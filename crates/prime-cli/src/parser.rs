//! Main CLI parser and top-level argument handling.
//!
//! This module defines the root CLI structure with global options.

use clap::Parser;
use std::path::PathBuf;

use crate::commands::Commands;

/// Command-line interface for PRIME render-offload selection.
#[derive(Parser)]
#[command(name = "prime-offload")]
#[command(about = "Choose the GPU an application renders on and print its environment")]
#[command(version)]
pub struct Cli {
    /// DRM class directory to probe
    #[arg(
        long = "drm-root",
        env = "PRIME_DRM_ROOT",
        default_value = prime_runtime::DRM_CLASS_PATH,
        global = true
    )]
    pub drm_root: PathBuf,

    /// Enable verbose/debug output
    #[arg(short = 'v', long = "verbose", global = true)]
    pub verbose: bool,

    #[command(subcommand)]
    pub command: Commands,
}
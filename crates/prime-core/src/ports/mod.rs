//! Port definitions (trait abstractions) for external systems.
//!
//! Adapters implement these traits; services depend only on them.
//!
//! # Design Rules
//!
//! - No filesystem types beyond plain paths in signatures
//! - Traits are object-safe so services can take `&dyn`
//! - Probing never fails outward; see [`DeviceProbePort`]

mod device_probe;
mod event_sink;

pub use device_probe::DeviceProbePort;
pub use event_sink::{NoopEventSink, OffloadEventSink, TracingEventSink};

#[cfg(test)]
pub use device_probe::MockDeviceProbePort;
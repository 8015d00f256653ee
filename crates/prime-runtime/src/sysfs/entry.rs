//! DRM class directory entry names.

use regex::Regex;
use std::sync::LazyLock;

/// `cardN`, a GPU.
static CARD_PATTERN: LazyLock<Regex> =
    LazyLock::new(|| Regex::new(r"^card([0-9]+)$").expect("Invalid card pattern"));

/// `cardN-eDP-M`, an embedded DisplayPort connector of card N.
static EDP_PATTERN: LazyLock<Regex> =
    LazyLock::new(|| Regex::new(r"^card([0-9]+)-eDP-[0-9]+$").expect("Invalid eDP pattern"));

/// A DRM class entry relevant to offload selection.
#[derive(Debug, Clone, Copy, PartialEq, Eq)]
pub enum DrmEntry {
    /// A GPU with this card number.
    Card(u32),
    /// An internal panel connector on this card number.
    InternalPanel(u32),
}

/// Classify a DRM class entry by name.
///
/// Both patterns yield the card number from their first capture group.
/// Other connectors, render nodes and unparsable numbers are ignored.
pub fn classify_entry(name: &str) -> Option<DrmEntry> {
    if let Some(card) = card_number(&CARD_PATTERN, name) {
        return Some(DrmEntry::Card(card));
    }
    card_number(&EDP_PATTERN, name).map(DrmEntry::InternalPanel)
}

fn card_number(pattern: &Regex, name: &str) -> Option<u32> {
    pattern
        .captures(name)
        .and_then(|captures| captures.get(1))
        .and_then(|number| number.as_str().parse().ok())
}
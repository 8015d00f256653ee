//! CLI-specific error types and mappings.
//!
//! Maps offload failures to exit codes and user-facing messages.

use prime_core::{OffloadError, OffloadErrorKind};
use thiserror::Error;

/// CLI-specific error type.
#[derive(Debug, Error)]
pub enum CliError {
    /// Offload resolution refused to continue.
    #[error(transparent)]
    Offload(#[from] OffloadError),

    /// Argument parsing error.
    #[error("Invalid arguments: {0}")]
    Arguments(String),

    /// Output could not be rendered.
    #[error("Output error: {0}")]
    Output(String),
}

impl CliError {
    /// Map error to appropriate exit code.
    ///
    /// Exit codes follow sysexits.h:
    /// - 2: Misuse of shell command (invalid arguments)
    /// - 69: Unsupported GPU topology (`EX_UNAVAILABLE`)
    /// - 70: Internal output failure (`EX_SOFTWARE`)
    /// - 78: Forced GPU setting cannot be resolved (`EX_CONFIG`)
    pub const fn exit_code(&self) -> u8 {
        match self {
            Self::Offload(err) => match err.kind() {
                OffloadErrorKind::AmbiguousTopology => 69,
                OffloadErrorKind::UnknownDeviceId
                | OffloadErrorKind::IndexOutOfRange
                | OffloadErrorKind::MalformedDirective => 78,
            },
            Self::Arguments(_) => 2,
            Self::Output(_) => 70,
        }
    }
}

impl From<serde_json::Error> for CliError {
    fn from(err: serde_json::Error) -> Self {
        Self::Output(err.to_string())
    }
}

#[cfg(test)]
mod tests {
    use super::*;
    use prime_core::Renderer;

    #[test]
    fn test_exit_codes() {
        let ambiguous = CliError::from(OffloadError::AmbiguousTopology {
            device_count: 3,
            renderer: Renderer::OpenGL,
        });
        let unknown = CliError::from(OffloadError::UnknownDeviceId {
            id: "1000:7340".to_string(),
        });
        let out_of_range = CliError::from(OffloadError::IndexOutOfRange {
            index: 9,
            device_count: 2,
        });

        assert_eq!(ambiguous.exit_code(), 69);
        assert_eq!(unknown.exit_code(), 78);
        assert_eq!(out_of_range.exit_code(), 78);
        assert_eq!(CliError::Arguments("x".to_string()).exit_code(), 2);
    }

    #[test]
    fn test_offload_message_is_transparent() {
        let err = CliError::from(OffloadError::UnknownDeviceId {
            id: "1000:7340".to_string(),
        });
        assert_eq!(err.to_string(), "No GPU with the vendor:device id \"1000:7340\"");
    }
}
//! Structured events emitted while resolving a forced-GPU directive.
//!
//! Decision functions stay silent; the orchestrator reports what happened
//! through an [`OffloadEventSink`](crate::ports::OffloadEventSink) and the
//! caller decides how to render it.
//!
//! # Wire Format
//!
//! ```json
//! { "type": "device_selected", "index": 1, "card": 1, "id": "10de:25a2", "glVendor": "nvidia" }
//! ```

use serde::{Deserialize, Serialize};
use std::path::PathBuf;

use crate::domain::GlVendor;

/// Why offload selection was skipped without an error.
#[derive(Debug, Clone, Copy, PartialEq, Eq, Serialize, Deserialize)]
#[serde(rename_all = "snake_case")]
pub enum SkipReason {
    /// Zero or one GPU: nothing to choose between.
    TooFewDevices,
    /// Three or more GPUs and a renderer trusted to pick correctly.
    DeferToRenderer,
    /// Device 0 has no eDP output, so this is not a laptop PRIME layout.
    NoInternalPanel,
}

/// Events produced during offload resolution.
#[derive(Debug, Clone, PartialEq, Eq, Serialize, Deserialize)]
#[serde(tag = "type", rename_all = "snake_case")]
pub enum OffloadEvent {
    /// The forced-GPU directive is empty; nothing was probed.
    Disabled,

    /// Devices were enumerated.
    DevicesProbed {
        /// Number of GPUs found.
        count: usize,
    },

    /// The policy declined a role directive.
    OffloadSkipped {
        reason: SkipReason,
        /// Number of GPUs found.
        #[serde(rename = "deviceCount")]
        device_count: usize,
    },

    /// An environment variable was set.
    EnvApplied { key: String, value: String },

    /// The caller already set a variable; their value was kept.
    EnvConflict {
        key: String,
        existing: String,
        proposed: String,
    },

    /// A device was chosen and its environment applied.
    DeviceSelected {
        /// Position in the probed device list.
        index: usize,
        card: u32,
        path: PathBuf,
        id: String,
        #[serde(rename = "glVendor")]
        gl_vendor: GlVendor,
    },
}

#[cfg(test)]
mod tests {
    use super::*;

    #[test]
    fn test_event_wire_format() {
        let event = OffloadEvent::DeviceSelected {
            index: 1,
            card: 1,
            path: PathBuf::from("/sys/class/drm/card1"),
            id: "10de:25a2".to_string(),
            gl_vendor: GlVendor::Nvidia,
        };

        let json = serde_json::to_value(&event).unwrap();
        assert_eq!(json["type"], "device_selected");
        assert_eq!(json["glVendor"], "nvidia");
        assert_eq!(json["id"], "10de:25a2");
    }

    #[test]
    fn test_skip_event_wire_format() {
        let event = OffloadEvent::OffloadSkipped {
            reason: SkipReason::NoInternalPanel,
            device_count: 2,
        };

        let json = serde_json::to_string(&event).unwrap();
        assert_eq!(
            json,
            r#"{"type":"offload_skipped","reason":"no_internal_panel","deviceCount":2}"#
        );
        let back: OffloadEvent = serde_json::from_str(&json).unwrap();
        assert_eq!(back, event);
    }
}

• • • • • • •

**Prompt:**
Return nothing but the lines from the top of the records above through the line that has "directory to probe". Keep each one exact.

**Your response:**
filename crates/prime-cli/src/parser.rs
//! Main CLI parser and top-level argument handling.
//!
//! This module defines the root CLI structure with global options.

use clap::Parser;
use std::path::PathBuf;

use crate::commands::Commands;

/// Command-line interface for PRIME render-offload selection.
#[derive(Parser)]
#[command(name = "prime-offload")]
#[command(about = "Choose the GPU an application renders on and print its environment")]
#[command(version)]
pub struct Cli {
    /// DRM class directory to probe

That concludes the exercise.